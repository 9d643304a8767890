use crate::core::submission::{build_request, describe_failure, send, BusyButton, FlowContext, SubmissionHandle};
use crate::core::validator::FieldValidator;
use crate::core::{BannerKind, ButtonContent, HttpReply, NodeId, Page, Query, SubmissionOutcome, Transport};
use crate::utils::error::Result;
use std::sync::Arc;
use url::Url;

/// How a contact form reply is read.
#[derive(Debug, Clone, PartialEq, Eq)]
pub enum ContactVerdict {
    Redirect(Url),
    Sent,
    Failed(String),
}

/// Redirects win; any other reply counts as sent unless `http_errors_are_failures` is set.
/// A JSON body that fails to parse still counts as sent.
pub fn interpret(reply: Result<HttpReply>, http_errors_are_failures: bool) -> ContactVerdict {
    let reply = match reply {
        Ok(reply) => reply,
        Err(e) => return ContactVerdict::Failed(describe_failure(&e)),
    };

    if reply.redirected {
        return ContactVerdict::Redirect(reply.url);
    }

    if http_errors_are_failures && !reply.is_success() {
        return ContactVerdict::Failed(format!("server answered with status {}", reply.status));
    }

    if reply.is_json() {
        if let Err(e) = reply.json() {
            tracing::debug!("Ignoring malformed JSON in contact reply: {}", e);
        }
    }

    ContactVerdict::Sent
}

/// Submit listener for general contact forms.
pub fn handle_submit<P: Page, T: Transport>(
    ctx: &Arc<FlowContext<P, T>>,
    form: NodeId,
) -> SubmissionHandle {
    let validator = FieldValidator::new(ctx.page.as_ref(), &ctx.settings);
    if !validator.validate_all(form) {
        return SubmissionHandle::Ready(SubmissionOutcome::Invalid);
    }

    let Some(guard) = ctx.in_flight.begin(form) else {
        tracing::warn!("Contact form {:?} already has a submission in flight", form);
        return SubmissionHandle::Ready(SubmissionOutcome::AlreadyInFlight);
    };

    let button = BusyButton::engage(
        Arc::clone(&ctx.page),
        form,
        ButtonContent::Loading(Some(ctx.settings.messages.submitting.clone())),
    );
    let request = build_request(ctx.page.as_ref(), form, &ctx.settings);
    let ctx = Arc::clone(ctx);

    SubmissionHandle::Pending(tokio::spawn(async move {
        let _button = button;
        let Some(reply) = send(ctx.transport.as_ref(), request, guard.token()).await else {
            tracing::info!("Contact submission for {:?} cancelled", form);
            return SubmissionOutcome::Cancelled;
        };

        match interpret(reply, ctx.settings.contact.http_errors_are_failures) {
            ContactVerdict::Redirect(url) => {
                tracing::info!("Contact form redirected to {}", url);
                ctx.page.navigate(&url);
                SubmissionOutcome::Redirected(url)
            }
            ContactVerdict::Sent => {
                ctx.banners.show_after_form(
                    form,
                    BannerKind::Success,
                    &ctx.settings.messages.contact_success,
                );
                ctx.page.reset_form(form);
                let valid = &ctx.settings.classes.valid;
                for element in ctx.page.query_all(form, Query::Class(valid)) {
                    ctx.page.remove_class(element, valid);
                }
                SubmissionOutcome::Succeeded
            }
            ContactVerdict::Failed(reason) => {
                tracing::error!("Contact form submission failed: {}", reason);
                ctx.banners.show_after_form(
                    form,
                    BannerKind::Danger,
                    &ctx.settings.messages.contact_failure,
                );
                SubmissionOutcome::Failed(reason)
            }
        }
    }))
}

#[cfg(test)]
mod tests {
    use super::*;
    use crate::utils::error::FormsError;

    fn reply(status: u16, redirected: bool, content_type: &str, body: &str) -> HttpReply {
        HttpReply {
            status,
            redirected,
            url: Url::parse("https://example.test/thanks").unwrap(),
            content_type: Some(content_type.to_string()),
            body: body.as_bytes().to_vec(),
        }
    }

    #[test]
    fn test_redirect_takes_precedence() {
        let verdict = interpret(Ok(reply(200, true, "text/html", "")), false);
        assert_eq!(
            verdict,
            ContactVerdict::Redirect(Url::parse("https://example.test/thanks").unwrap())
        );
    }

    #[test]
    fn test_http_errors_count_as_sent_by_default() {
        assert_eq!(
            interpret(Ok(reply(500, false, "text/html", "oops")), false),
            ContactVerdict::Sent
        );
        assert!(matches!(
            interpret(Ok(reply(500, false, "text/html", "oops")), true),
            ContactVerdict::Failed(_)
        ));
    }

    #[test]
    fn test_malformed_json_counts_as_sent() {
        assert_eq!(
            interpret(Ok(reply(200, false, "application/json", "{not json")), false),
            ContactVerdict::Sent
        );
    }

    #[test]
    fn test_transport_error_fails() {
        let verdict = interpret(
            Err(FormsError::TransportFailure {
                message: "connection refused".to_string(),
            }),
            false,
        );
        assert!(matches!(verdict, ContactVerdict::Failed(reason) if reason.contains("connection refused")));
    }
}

■ **WHAT IS EXPECTED**: Throughout the data above, copy all lines where the word "BannerKind" is found.

■ **EXPECTED ANSWER**:
use crate::core::{BannerKind, ButtonContent, HttpReply, NodeId, Page, Query, SubmissionOutcome, Transport};
                    BannerKind::Success,
                    BannerKind::Danger,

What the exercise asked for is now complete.